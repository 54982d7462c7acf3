use std::array;

use chrono::{Datelike, Weekday};

use crate::clock::{interval, seconds_since_midnight};
use crate::presence_record::UserDataset;

/// 月曜日から日曜日までの曜日の略称。
pub const WEEKDAY_LABELS: [&str; 7] = ["Mon", "Tue", "Wed", "Thu", "Fri", "Sat", "Sun"];

/// 曜日ごとに値をまとめる入れ物。
///
/// 7曜日分の枠を常に持ち、月曜日から順に並ぶ。
#[derive(Clone, Debug, PartialEq)]
pub struct WeekdayBuckets<T> {
    slots: [T; 7],
}

impl<T: Default> Default for WeekdayBuckets<T> {
    fn default() -> Self {
        Self {
            slots: array::from_fn(|_| T::default()),
        }
    }
}

impl<T> WeekdayBuckets<T> {
    fn get_mut(&mut self, weekday: Weekday) -> &mut T {
        &mut self.slots[weekday.num_days_from_monday() as usize]
    }

    /// 月曜日から順に曜日の略称と値を返す。
    pub fn iter(&self) -> impl Iterator<Item = (&'static str, &T)> {
        WEEKDAY_LABELS.into_iter().zip(self.slots.iter())
    }
}

/// 曜日ごとの出勤時刻と退勤時刻。
#[derive(Clone, Debug, Default, PartialEq)]
pub struct StartEnd {
    pub starts: Vec<i64>,
    pub ends: Vec<i64>,
}

/// 記録を曜日ごとにまとめ、在席時間(秒)の一覧を返す。
///
/// # Arguments
///
/// * `dataset` - 1ユーザーの記録
pub fn group_by_weekday(dataset: &UserDataset) -> WeekdayBuckets<Vec<i64>> {
    dataset
        .values()
        .fold(WeekdayBuckets::default(), |mut buckets, record| {
            buckets
                .get_mut(record.date.weekday())
                .push(interval(&record.start, &record.end));
            buckets
        })
}

/// 記録を曜日ごとにまとめ、出勤時刻と退勤時刻(0時からの秒数)の一覧を返す。
///
/// # Arguments
///
/// * `dataset` - 1ユーザーの記録
pub fn group_start_end_by_weekday(dataset: &UserDataset) -> WeekdayBuckets<StartEnd> {
    dataset
        .values()
        .fold(WeekdayBuckets::default(), |mut buckets, record| {
            let bucket = buckets.get_mut(record.date.weekday());
            bucket.starts.push(seconds_since_midnight(&record.start));
            bucket.ends.push(seconds_since_midnight(&record.end));
            buckets
        })
}
use log::info;

use crate::presence_record::UserId;
use crate::presence_store::PresenceRepository;
use crate::report::{mean_time_weekday, presence_start_end, presence_weekday, Report};

/// レポートを出力するサブコマンドの引数。
#[derive(Debug, clap::Args)]
pub struct ReportArgs {
    #[clap(help = "Identifier of the user to summarize")]
    user_id: UserId,
}

/// 出力するレポートの種類。
#[derive(Clone, Copy, Debug, PartialEq, Eq)]
pub enum ReportKind {
    /// 曜日ごとの平均在席時間
    MeanTimeWeekday,
    /// 曜日ごとの合計在席時間
    PresenceWeekday,
    /// 曜日ごとの平均出勤時刻と平均退勤時刻
    PresenceStartEnd,
}

pub struct ReportCommand<'a, T: PresenceRepository> {
    repository: &'a T,
}

impl<'a, T: PresenceRepository> ReportCommand<'a, T> {
    /// 新しい`ReportCommand`を返す。
    ///
    /// # Arguments
    /// * `repository` - 出退勤記録を読み込むためのリポジトリ
    pub fn new(repository: &'a T) -> Self {
        Self { repository }
    }

    /// レポートを作成する。
    ///
    /// 呼び出しのたびに記録を読み込み直す。
    /// 記録に存在しないユーザーの場合は空のレポートを返す。
    ///
    /// # Arguments
    ///
    /// * `kind` - 作成するレポートの種類
    /// * `args` - サブコマンドの引数
    pub fn run(&self, kind: ReportKind, args: ReportArgs) -> Report {
        let dataset = self.repository.load();
        info!("Building {:?} report for user {}", kind, args.user_id);

        match kind {
            ReportKind::MeanTimeWeekday => {
                Report::MeanTime(mean_time_weekday(&dataset, args.user_id))
            }
            ReportKind::PresenceWeekday => {
                Report::Presence(presence_weekday(&dataset, args.user_id))
            }
            ReportKind::PresenceStartEnd => {
                Report::StartEnd(presence_start_end(&dataset, args.user_id))
            }
        }
    }
}

#[cfg(test)]
mod tests {
    use rstest::rstest;

    use super::{ReportArgs, ReportCommand, ReportKind};
    use crate::presence_record::Dataset;
    use crate::presence_store::{CsvPresenceStore, MockPresenceRepository, PresenceRepository};
    use crate::report::{MeanTimeRow, PresenceRow, Report, StartEndRow};

    const SAMPLE_CSV: &str = concat!(env!("CARGO_MANIFEST_DIR"), "/testdata/presence.csv");

    fn sample_repository() -> MockPresenceRepository {
        let mut repository = MockPresenceRepository::new();
        repository
            .expect_load()
            .times(1)
            .returning(|| CsvPresenceStore::new(SAMPLE_CSV).load());
        repository
    }

    #[test]
    fn test_mean_time_weekday() {
        let repository = sample_repository();

        let command = ReportCommand::new(&repository);
        let report = command.run(ReportKind::MeanTimeWeekday, ReportArgs { user_id: 10 });

        let Report::MeanTime(rows) = report else {
            panic!("Unexpected report kind");
        };
        assert_eq!(rows.len(), 7);
        assert_eq!(rows[1], MeanTimeRow("Tue", 30047.0));
        assert_eq!(rows[4], MeanTimeRow("Fri", 0.0));
    }

    #[test]
    fn test_presence_weekday() {
        let repository = sample_repository();

        let command = ReportCommand::new(&repository);
        let report = command.run(ReportKind::PresenceWeekday, ReportArgs { user_id: 10 });

        let Report::Presence(rows) = report else {
            panic!("Unexpected report kind");
        };
        assert_eq!(rows.len(), 8);
        assert_eq!(rows[0], PresenceRow::Header("Weekday", "Presence (s)"));
        assert_eq!(rows[3], PresenceRow::Weekday("Wed", 24465));
    }

    #[test]
    fn test_presence_start_end() {
        let repository = sample_repository();

        let command = ReportCommand::new(&repository);
        let report = command.run(ReportKind::PresenceStartEnd, ReportArgs { user_id: 10 });

        let Report::StartEnd(rows) = report else {
            panic!("Unexpected report kind");
        };
        assert_eq!(rows.len(), 7);
        assert_eq!(rows[3], StartEndRow("Thu", 38926.0, 62631.0));
    }

    /// 存在しないユーザーの場合はどのレポートも空になることを確認する。
    #[rstest]
    #[case::mean_time(ReportKind::MeanTimeWeekday, Report::MeanTime(vec![]))]
    #[case::presence(ReportKind::PresenceWeekday, Report::Presence(vec![]))]
    #[case::start_end(ReportKind::PresenceStartEnd, Report::StartEnd(vec![]))]
    fn test_unknown_user(#[case] kind: ReportKind, #[case] expected: Report) {
        let repository = sample_repository();

        let command = ReportCommand::new(&repository);

        assert_eq!(command.run(kind, ReportArgs { user_id: 99 }), expected);
    }

    /// 呼び出しのたびに記録を読み込み直すことを確認する。
    #[test]
    fn test_reload_each_run() {
        let mut repository = MockPresenceRepository::new();
        repository
            .expect_load()
            .times(2)
            .returning(Dataset::new);

        let command = ReportCommand::new(&repository);
        command.run(ReportKind::MeanTimeWeekday, ReportArgs { user_id: 10 });
        command.run(ReportKind::PresenceWeekday, ReportArgs { user_id: 10 });
    }
}
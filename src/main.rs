use std::{fs, io, path::PathBuf};

use anyhow::{Context, Result};
use clap::{Parser, Subcommand};
use fern::colors::{Color, ColoredLevelConfig};
use log::{info, LevelFilter};

mod clock;
mod config;
mod console;
mod intranet;
mod presence_record;
mod presence_store;
mod report;
mod report_command;
mod roster;
mod stats;
mod weekday;

use config::{Config, ConfigArgs};
use console::{ConsoleJson, ConsolePresenter};
use intranet::IntranetClient;
use presence_store::CsvPresenceStore;
use report_command::{ReportArgs, ReportCommand, ReportKind};
use roster::parse_users_xml;

/// 出退勤記録を曜日ごとに集計するCLIアプリケーション。
///
/// # Examples
/// ```
/// $ cargo run -- users
/// $ cargo run -- --data-csv data.csv mean-time-weekday 10
/// $ cargo run -- fetch-users --users-url https://intranet.example.com/api/users.xml
/// ```
#[derive(Debug, Parser)]
#[clap(version, about)]
struct Args {
    #[clap(
        long = "data-csv",
        value_name = "PATH",
        help = "Presence records csv [env: PRESENCE_DATA_CSV]"
    )]
    data_csv: Option<PathBuf>,

    #[clap(
        long = "users-xml",
        value_name = "PATH",
        help = "Users xml [env: PRESENCE_USERS_XML]"
    )]
    users_xml: Option<PathBuf>,

    #[clap(
        long = "users-url",
        value_name = "URL",
        help = "Where fetch-users downloads the users xml from [env: PRESENCE_USERS_URL]"
    )]
    users_url: Option<String>,

    #[clap(long = "pretty", help = "Pretty-print the json output")]
    pretty: bool,

    #[clap(short = 'v', long = "verbose", help = "Show debug logs")]
    verbose: bool,

    #[clap(subcommand)]
    subcommand: SubCommands,
}

/// サブコマンドを表す列挙型。
#[derive(Debug, Subcommand)]
enum SubCommands {
    /// List users from the users xml
    Users,
    /// Mean presence time of a user grouped by weekday
    MeanTimeWeekday(ReportArgs),
    /// Total presence time of a user grouped by weekday
    PresenceWeekday(ReportArgs),
    /// Mean start and end time of a user grouped by weekday
    PresenceStartEnd(ReportArgs),
    /// Download the users xml and replace the local copy
    FetchUsers,
}

#[tokio::main]
async fn main() -> Result<()> {
    let args = Args::parse();

    setup_logger(if args.verbose {
        LevelFilter::Debug
    } else {
        LevelFilter::Info
    })?;

    let config = Config::resolve(ConfigArgs {
        data_csv: args.data_csv,
        users_xml: args.users_xml,
        users_url: args.users_url,
    })
    .context("Failed to resolve configuration")?;

    match args.subcommand {
        SubCommands::Users => {
            let users = parse_users_xml(&config.users_xml)?;
            show(&users, args.pretty)?;
        }
        SubCommands::MeanTimeWeekday(report) => {
            run_report(&config, ReportKind::MeanTimeWeekday, report, args.pretty)?
        }
        SubCommands::PresenceWeekday(report) => {
            run_report(&config, ReportKind::PresenceWeekday, report, args.pretty)?
        }
        SubCommands::PresenceStartEnd(report) => {
            run_report(&config, ReportKind::PresenceStartEnd, report, args.pretty)?
        }
        SubCommands::FetchUsers => fetch_users(&config).await?,
    }

    Ok(())
}

/// ログの出力先と形式を設定する。
fn setup_logger(level: LevelFilter) -> Result<()> {
    let colors = ColoredLevelConfig::new()
        .info(Color::Green)
        .debug(Color::Blue);

    fern::Dispatch::new()
        .format(move |out, message, record| {
            out.finish(format_args!(
                "[{} {}] {}",
                colors.color(record.level()),
                record.target(),
                message
            ))
        })
        .level(level)
        .level_for("hyper", LevelFilter::Info)
        .level_for("reqwest", LevelFilter::Info)
        .chain(io::stderr())
        .apply()
        .context("Failed to set up logger")
}

/// 標準出力にJSONで表示する。
fn show<T: serde::Serialize>(value: &T, pretty: bool) -> Result<()> {
    let mut stdout = io::stdout().lock();
    ConsoleJson::new(&mut stdout, pretty).show(value)
}

/// レポートを作成して表示する。
fn run_report(config: &Config, kind: ReportKind, report: ReportArgs, pretty: bool) -> Result<()> {
    let store = CsvPresenceStore::new(&config.data_csv);
    let command = ReportCommand::new(&store);

    show(&command.run(kind, report), pretty)
}

/// 利用者一覧のXMLをダウンロードし、ローカルのファイルを置き換える。
async fn fetch_users(config: &Config) -> Result<()> {
    let users_url = config
        .users_url
        .as_deref()
        .context("Users url is not configured, set --users-url or PRESENCE_USERS_URL")?;

    let client = IntranetClient::new(users_url);
    let (xml, users) = client
        .download_users()
        .await
        .context("Failed to download users xml")?;

    if let Some(parent) = config.users_xml.parent() {
        fs::create_dir_all(parent)
            .with_context(|| format!("Failed to create directory: {}", parent.display()))?;
    }
    fs::write(&config.users_xml, xml)
        .with_context(|| format!("Failed to write users xml: {}", config.users_xml.display()))?;
    info!(
        "Saved {} users to {}",
        users.len(),
        config.users_xml.display()
    );

    Ok(())
}
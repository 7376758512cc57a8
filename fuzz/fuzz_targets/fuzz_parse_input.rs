//! Fuzz target: request input parsing.
//!
//! Feeds arbitrary bytes through both body formats. Errors are
//! expected and fine; panics are not.

#![no_main]

use libfuzzer_sys::fuzz_target;

use drydock_server::body::parse_input;
use drydock_server::BodyFormat;

fuzz_target!(|data: &[u8]| {
    let _ = parse_input(BodyFormat::Form, None, data);
    let _ = parse_input(BodyFormat::Json, None, data);
    if let Ok(query) = std::str::from_utf8(data) {
        let _ = parse_input(BodyFormat::Form, Some(query), b"");
    }
});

▸ **What needs to be done**:
Keep only the lines of the listing that contain the word "else", and copy them.

▸ **Written solution**:
        let Report::MeanTime(rows) = report else {
        let Report::Presence(rows) = report else {
        let Report::StartEnd(rows) = report else {
    } else {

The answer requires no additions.